I often notice people advertising their custom skills as a solution to your agentic programming problems. They’ll provide you some genuinely useful advice, then cap it off by offering you skills that operationalizes their advice.

I found the failure modes and tips identified in Software Fundamentals Matter More Than Ever insightful. I never thought about having a glossary of shared vocabulary to make communication with AI agents more effective. AI agents outrunning their headlights by doing way too much autonomously provides metaphor for my common experience of having AI agents do underspecified work. Focusing on building deeper modules with a lot of functionality hiding behind a small interface, is a pattern I’ve been thinking around, but haven’t yet been able to put words to.

But following the insight with skills that will “solve” the problem for you, is the equivalent to giving a tutorial on how to implement nanoGPT and then capping it off by saying: but you can just use https://chatgpt.com1.

Yes, it does seem helpful to have my AI agent /grill-me — asking detailed questions instead of providing corrections to plans reflecting a fundamental misunderstanding of the problem over and over again. Of course, I’d love to /improve-codebase-architecture modularizing my codebase. But running a skill won’t help you understand how it works.

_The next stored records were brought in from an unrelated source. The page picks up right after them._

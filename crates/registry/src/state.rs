// SPDX-License-Identifier: BUSL-1.1
// Copyright (c) 2026 Alfred Jean LLC

//! The master's in-memory agent table. Deliberately not durable — §1
//! scopes "the master's own persistence" out of this core, and §3's
//! liveness rule is heartbeat-driven rather than strongly consistent by
//! design; a restarted registry simply waits for agents to re-register.

use std::collections::HashMap;

use fleet_core::wire::registry::AgentInfo;
use fleet_core::{AgentRegistryRecord, Clock};
use parking_lot::Mutex;

/// Thread-safe table of `name -> AgentRegistryRecord`, guarded by a
/// single mutex — matches the teacher's blanket "mutex-guarded map,
/// `List` returns a snapshot copy" convention (§5).
pub struct AgentTable<C: Clock> {
    clock: C,
    records: Mutex<HashMap<String, AgentRegistryRecord>>,
}

impl<C: Clock> AgentTable<C> {
    pub fn new(clock: C) -> Self {
        Self {
            clock,
            records: Mutex::new(HashMap::new()),
        }
    }

    /// `RegisterAgent`: insert or replace the record for `name`. Always
    /// succeeds — registration is not an allocation of a scarce resource,
    /// it is simply recording an address the master should know about.
    pub fn register(&self, name: &str, address: &str, version: &str) {
        let now = self.clock.now_secs();
        let mut record = AgentRegistryRecord::new(name, address, now);
        record.version = version.to_string();
        self.records.lock().insert(name.to_string(), record);
    }

    /// `Heartbeat`: bump `last_heartbeat` (and, when `system_info_json`
    /// is non-empty, `last_info_collected`) for an already-registered
    /// agent. Returns `false` if `name` was never registered (a
    /// permanent-config-kind error per §7 — the caller should not retry
    /// this one, it should re-register).
    pub fn heartbeat(&self, name: &str, system_info_json: Option<String>) -> bool {
        let now = self.clock.now_secs();
        let mut guard = self.records.lock();
        match guard.get_mut(name) {
            Some(record) => {
                record.apply_heartbeat(now, system_info_json);
                true
            }
            None => false,
        }
    }

    /// `ListAgents`: a snapshot of every registered agent with status
    /// derived as of now.
    pub fn list(&self) -> Vec<AgentInfo> {
        let now = self.clock.now_secs();
        self.records
            .lock()
            .values()
            .map(|r| to_agent_info(r, now))
            .collect()
    }

    /// `GetAgentInfo`: a single agent's info, if registered.
    pub fn get(&self, name: &str) -> Option<AgentInfo> {
        let now = self.clock.now_secs();
        self.records.lock().get(name).map(|r| to_agent_info(r, now))
    }

    /// `UnregisterAgent`. Idempotent: removing an unknown name still
    /// reports success (§4.4-style "idempotent if the id does not
    /// exist" contract, applied here to agent names).
    pub fn unregister(&self, name: &str) {
        self.records.lock().remove(name);
    }

    pub fn raw_address(&self, name: &str) -> Option<String> {
        self.records.lock().get(name).map(|r| r.address.clone())
    }
}

fn to_agent_info(record: &AgentRegistryRecord, now: u64) -> AgentInfo {
    AgentInfo {
        name: record.name.clone(),
        address: record.address.clone(),
        status: record.status(now),
        last_heartbeat: record.last_heartbeat,
        last_info_collected: record.last_info_collected,
        version: record.version.clone(),
        system_info_json: record.system_info_json.clone(),
    }
}

#[cfg(test)]
mod tests {
    use super::*;
    use fleet_core::{AgentStatus, FakeClock};

    #[test]
    fn register_then_list_shows_the_agent_active() {
        let table = AgentTable::new(FakeClock::new(1_000));
        table.register("a1", "10.0.0.1:9000", "1.0.0");
        let agents = table.list();
        assert_eq!(agents.len(), 1);
        assert_eq!(agents[0].status, AgentStatus::Active);
    }

    #[test]
    fn an_agent_goes_inactive_once_the_liveness_window_elapses() {
        let clock = FakeClock::new(0);
        let table = AgentTable::new(clock.clone());
        table.register("a1", "10.0.0.1:9000", "1.0.0");
        clock.advance(61);
        assert_eq!(table.get("a1").unwrap().status, AgentStatus::Inactive);
    }

    #[test]
    fn heartbeat_on_an_unregistered_agent_fails() {
        let table = AgentTable::new(FakeClock::new(0));
        assert!(!table.heartbeat("ghost", None));
    }

    #[test]
    fn heartbeat_with_system_info_updates_last_info_collected() {
        let clock = FakeClock::new(0);
        let table = AgentTable::new(clock.clone());
        table.register("a1", "10.0.0.1:9000", "1.0.0");
        clock.advance(5);
        assert!(table.heartbeat("a1", Some("{}".to_string())));
        assert_eq!(table.get("a1").unwrap().last_info_collected, 5);
    }

    #[test]
    fn unregister_is_idempotent() {
        let table = AgentTable::new(FakeClock::new(0));
        table.unregister("ghost");
        table.register("a1", "10.0.0.1:9000", "1.0.0");
        table.unregister("a1");
        table.unregister("a1");
        assert!(table.get("a1").is_none());
    }
}
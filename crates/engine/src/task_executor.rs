// SPDX-License-Identifier: BUSL-1.1
// Copyright (c) 2026 Alfred Jean LLC

//! The task executor (C4): unpacks a workspace, evaluates the task's Lua
//! script in a fresh `mlua::Lua` context, runs the selected group/task,
//! repacks the workspace, and hands any watchers the script registered
//! to the watcher manager.

use std::path::{Path, PathBuf};
use std::sync::Arc;

use mlua::{Lua, Table as LuaTable, Value as LuaValue};
use thiserror::Error;

use fleet_adapters::WatcherManager;
use fleet_core::{TaskRequest, TaskResult, WatcherCondition, WatcherId, WatcherSpec, WatcherType, WorkspaceArchive};
use fleet_runbook::{parse_script_result, strip_delegate_to, TaskGroup};
use fleet_shell::codec;
use fleet_shell::subprocess::{run_with_timeout, shell_command, RUN_COMMAND_TIMEOUT};

#[derive(Debug, Error)]
pub enum TaskExecuteError {
    #[error("workspace codec error: {0}")]
    Codec(#[from] codec::CodecError),
    #[error("io error: {0}")]
    Io(#[from] std::io::Error),
}

/// Restores the process working directory on drop, so a panic or early
/// return during task execution never leaves the process parked inside
/// a temp workspace that is about to be deleted.
struct CwdGuard(PathBuf);

impl Drop for CwdGuard {
    fn drop(&mut self) {
        let _ = std::env::set_current_dir(&self.0);
    }
}

pub struct TaskExecutor {
    watchers: Arc<WatcherManager>,
}

impl TaskExecutor {
    pub fn new(watchers: Arc<WatcherManager>) -> Self {
        Self { watchers }
    }

    /// Run a single `ExecuteTask` request to completion. Never returns
    /// `Err` for a script/task failure — those come back as
    /// `TaskResult { success: false, .. }` per the RPC's contract; `Err`
    /// is reserved for failures to even set up the workspace.
    pub async fn execute(&self, request: TaskRequest) -> Result<TaskResult, TaskExecuteError> {
        let span = tracing::info_span!(
            "task",
            task = %request.task_name,
            group = %request.task_group
        );
        let _guard = span.enter();
        let start = std::time::Instant::now();

        let temp = tempfile::tempdir()?;
        let workspace_dir = temp.path().to_path_buf();
        codec::unpack(&request.workspace, &workspace_dir)?;

        let result = self.run_in_workspace(&request, &workspace_dir).await;

        let elapsed = start.elapsed();
        match &result {
            Ok(r) => tracing::info!(
                elapsed_ms = elapsed.as_millis() as u64,
                success = r.success,
                "task finished"
            ),
            Err(e) => tracing::error!(
                elapsed_ms = elapsed.as_millis() as u64,
                error = %e,
                "task setup failed"
            ),
        }
        result
    }

    async fn run_in_workspace(
        &self,
        request: &TaskRequest,
        workspace_dir: &Path,
    ) -> Result<TaskResult, TaskExecuteError> {
        let lua = Lua::new();
        if let Some(user) = &request.user {
            if lua.globals().set("user", user.clone()).is_err() {
                tracing::warn!("failed to set 'user' global");
            }
        }
        let watchers_table = match lua.create_table() {
            Ok(t) => t,
            Err(e) => {
                return Ok(self.fail(request, format!("lua setup failed: {e}"), workspace_dir));
            }
        };
        if lua.globals().set("watchers", watchers_table.clone()).is_err() {
            tracing::warn!("failed to install 'watchers' global");
        }

        let value = match lua.load(request.lua_script.as_str()).eval::<LuaValue>() {
            Ok(v) => v,
            Err(e) => {
                return Ok(self.fail(request, format!("script error: {e}"), workspace_dir));
            }
        };

        let mut groups = match parse_script_result(&value) {
            Ok(g) => g,
            Err(e) => return Ok(self.fail(request, e.to_string(), workspace_dir)),
        };
        strip_delegate_to(&mut groups);

        let Some(group) = groups.get_mut(&request.task_group) else {
            return Ok(self.fail(
                request,
                format!("no such task group '{}'", request.task_group),
                workspace_dir,
            ));
        };
        if !request.task_name.is_empty() {
            group.retain_only(&request.task_name);
        }

        let previous_dir = std::env::current_dir()?;
        std::env::set_current_dir(workspace_dir)?;
        let _restore = CwdGuard(previous_dir);
        let run_result = run_group(group, request.user.as_deref()).await;
        drop(_restore);

        self.drain_registered_watchers(&watchers_table);

        let workspace = codec::pack(workspace_dir)?;
        Ok(match run_result {
            Ok(output) => TaskResult::ok(output, workspace),
            Err(message) => TaskResult::failed(&request.task_name, &request.task_group, message, workspace),
        })
    }

    fn fail(&self, request: &TaskRequest, message: impl std::fmt::Display, workspace_dir: &Path) -> TaskResult {
        let workspace = codec::pack(workspace_dir).unwrap_or_else(|_| WorkspaceArchive::empty());
        TaskResult::failed(&request.task_name, &request.task_group, message, workspace)
    }

    fn drain_registered_watchers(&self, table: &LuaTable) {
        for entry in table.clone().sequence_values::<LuaTable>() {
            let Ok(entry) = entry else { continue };
            match watcher_spec_from_table(&entry) {
                Ok(spec) => {
                    if let Err(e) = self.watchers.register(spec) {
                        tracing::warn!(error = %e, "script-registered watcher rejected");
                    }
                }
                Err(e) => tracing::warn!(error = %e, "malformed watcher table from task script"),
            }
        }
    }
}

async fn run_group(group: &TaskGroup, user: Option<&str>) -> Result<String, String> {
    let mut output = String::new();
    for task in &group.tasks {
        let Some(command) = &task.run else {
            continue;
        };
        let cmd = shell_command(command, user);
        match run_with_timeout(cmd, RUN_COMMAND_TIMEOUT, &task.name).await {
            Ok(out) => {
                output.push_str(&String::from_utf8_lossy(&out.stdout));
                if !out.status.success() {
                    return Err(format!(
                        "task '{}' exited with {:?}",
                        task.name,
                        out.status.code()
                    ));
                }
            }
            Err(e) => return Err(format!("task '{}': {e}", task.name)),
        }
    }
    Ok(output)
}

fn watcher_spec_from_table(table: &LuaTable) -> Result<WatcherSpec, String> {
    let id: String = table.get("id").map_err(|e| e.to_string())?;
    let kind: String = table.get("type").map_err(|e| e.to_string())?;
    let interval_secs: u64 = table.get("interval_secs").unwrap_or(60);
    let conditions = watcher_conditions_from_table(table);

    let watcher_type = match kind.as_str() {
        "file" | "directory" => {
            let path: String = table.get("path").map_err(|_| "missing 'path'".to_string())?;
            let recursive: bool = table.get("recursive").unwrap_or(false);
            let check_hash: bool = table.get("check_hash").unwrap_or(false);
            let pattern: Option<String> = table.get("pattern").ok();
            if kind == "file" {
                WatcherType::File { path, recursive, check_hash, pattern }
            } else {
                WatcherType::Directory { path, recursive, check_hash, pattern }
            }
        }
        "process" => WatcherType::Process {
            process_name: table.get("process_name").ok(),
            pid: table.get("pid").ok(),
        },
        "port" => WatcherType::Port {
            port: table.get("port").map_err(|_| "missing 'port'".to_string())?,
            protocol: table.get("protocol").unwrap_or_else(|_| "tcp".to_string()),
        },
        "service" => WatcherType::Service {
            service_name: table.get("service_name").map_err(|_| "missing 'service_name'".to_string())?,
        },
        "cpu" => WatcherType::Cpu {
            threshold: table.get("threshold").map_err(|_| "missing 'threshold'".to_string())?,
        },
        "memory" => WatcherType::Memory {
            threshold: table.get("threshold").map_err(|_| "missing 'threshold'".to_string())?,
        },
        "disk" => WatcherType::Disk {
            path: table.get("path").map_err(|_| "missing 'path'".to_string())?,
            threshold: table.get("threshold").map_err(|_| "missing 'threshold'".to_string())?,
        },
        other => return Err(format!("unknown watcher type '{other}'")),
    };

    Ok(WatcherSpec {
        id: WatcherId::new(id),
        watcher_type,
        interval: std::time::Duration::from_secs(interval_secs),
        conditions,
    })
}

fn watcher_conditions_from_table(table: &LuaTable) -> Vec<WatcherCondition> {
    let Ok(raw) = table.get::<LuaTable>("conditions") else {
        return Vec::new();
    };
    raw.sequence_values::<String>()
        .filter_map(|v| v.ok())
        .filter_map(|s| match s.as_str() {
            "created" => Some(WatcherCondition::Created),
            "changed" => Some(WatcherCondition::Changed),
            "deleted" => Some(WatcherCondition::Deleted),
            "above" => Some(WatcherCondition::Above),
            "below" => Some(WatcherCondition::Below),
            _ => None,
        })
        .collect()
}

#[cfg(test)]
#[path = "task_executor_tests.rs"]
mod tests;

These skills probably work in simpler codebases. But simpler codebases are also the best environment to understand the principles behind the skills and learn how to build them yourself. And without understanding the principles, you won’t necessarily understand that or how the skill failed in a more complex codebase.

I’ve noticed this pattern before in discussions with other engineers. I explained to another engineer: just giving Claude Sonnet 4.5 our feature flag documentation plus a list of files that needed to modify was enough for it to make the changes fully autonomously. They responded by asking if I could package that up into an /add-feature-flag skill.

I didn’t see the point. The skill would just be 1-2 sentences of text and a list of files that needed to be modified in order to make changes to the feature flags. The skill would encapsulate nothing but the fact that this task was now easy to automate.

My recommendation is to engage with content that offers you skills, but try to learn the principles behind the skills instead of using the skills themselves. Try to prompt your AI agent to solve the problem yourself.

Doing this, I’ve found that after a while, I want to abstract my prompt into my own skill.

I remember reading an article about adding comments to plan documents inline, instead addressing them one by one in Claude Code’s prompt. I liked this technique and after trying it, ended up building produced this skill. Though I’ve provided a link, I recommend not clicking it.

Downloading skills won’t make you a good AI engineer. Understanding why they work and operationalizing the principles behind them will.

  1. Andrey Karpathy does not do this.